Rationale: Higher end-of-winter snow water equivalent (SWE) in the snowpack would logically be associated with higher discharge when the snowpack melts. Mahabir et al (2008) showed, for Fort McMurray and the Athabasca River in Alberta, which the opposite is also true - low snowpack SWE was associated with low maximum water levels. Contrastingly, the presence of large snowpack’s on the ice itself can also affects ice cover deterioration during ice break-up, in addition to water levels. Larger snowpack depths limit solar radiation penetration thus slowing the rate of ice melt and potentially driving a mechanical breakup (Zhao, 2012). Without snow cover to block radiative melting, river ice is more prone to the influence of solar radiation, and would thermally decay more readily, resulting in thermal breakup which is less likely to cause ice jams (Beltaos and Prowse, 2001).

Methodology: To determine end-of-winter SWE at each community, I used the Master List of climate data that was generated for this project, in R, with a SWE code written by Dr.
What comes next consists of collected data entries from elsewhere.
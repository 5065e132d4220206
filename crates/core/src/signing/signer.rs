use base64::engine::general_purpose::STANDARD;
use base64::Engine;
use chrono::{DateTime, Utc};
use duoadmin_common::SecureString;
use duoadmin_domain::constants::{
    AUTHORIZATION_HEADER, AUTH_SCHEME_PREFIX, CONTENT_TYPE_HEADER, FORM_CONTENT_TYPE,
};
use duoadmin_domain::{AdminError, HttpMethod, RequestParams, Result};
use hmac::{Hmac, Mac};
use sha1::Sha1;
use tracing::trace;

use super::{CanonicalRequest, SignedRequest};
use crate::credentials::Credentials;

type HmacSha1 = Hmac<Sha1>;

/// HMAC-SHA1 of `canonical` keyed with `secret_key`, as lowercase hex.
pub fn sign(canonical: &[u8], secret_key: &SecureString) -> Result<String> {
    let mut mac = HmacSha1::new_from_slice(secret_key.expose_bytes())
        .map_err(|e| AdminError::Security(format!("cannot key HMAC: {e}")))?;
    mac.update(canonical);
    Ok(hex::encode(mac.finalize().into_bytes()))
}

/// `Basic: ` followed by base64(`integration_key:hex_digest`).
///
/// The colon-space after `Basic` is what the service expects and differs
/// from RFC 7617.
pub fn build_auth_header(integration_key: &str, hex_digest: &str) -> String {
    let token = STANDARD.encode(format!("{integration_key}:{hex_digest}"));
    format!("{AUTH_SCHEME_PREFIX}{token}")
}

/// Produces [`SignedRequest`]s for one credential set.
pub struct RequestSigner<'a> {
    credentials: &'a Credentials,
    date_header: &'a str,
}

impl<'a> RequestSigner<'a> {
    pub fn new(credentials: &'a Credentials, date_header: &'a str) -> Self {
        Self { credentials, date_header }
    }

    /// Sign a request stamped with `now`.
    ///
    /// The date header carries exactly the timestamp line that was signed.
    pub fn sign_request(
        &self,
        method: HttpMethod,
        path: &str,
        params: RequestParams,
        now: DateTime<Utc>,
    ) -> Result<SignedRequest> {
        let canonical =
            CanonicalRequest::new(method, self.credentials.api_host(), path, now, &params)?;
        let digest = sign(canonical.as_bytes(), self.credentials.secret_key())?;
        let authorization = build_auth_header(self.credentials.integration_key(), &digest);

        trace!(method = %method, path = canonical.path(), "request signed");

        let date = canonical.timestamp().to_string();
        Ok(SignedRequest::unsigned(method, canonical.host(), canonical.path(), params)
            .with_header(self.date_header, date)
            .with_header(AUTHORIZATION_HEADER, authorization)
            .with_header(CONTENT_TYPE_HEADER, FORM_CONTENT_TYPE))
    }
}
Connon of the GNWT. The code takes total precipitation and subtracts out total rain to estimate total SWE (code can be found in Appendix E). SWE was plotted with peak springtime water levels and peak springtime discharge to assess the relationship between the respective variables for each community. (Figure 6).

Plot(s) of estimated SWE vs. springtime peak water level and springtime peak discharge.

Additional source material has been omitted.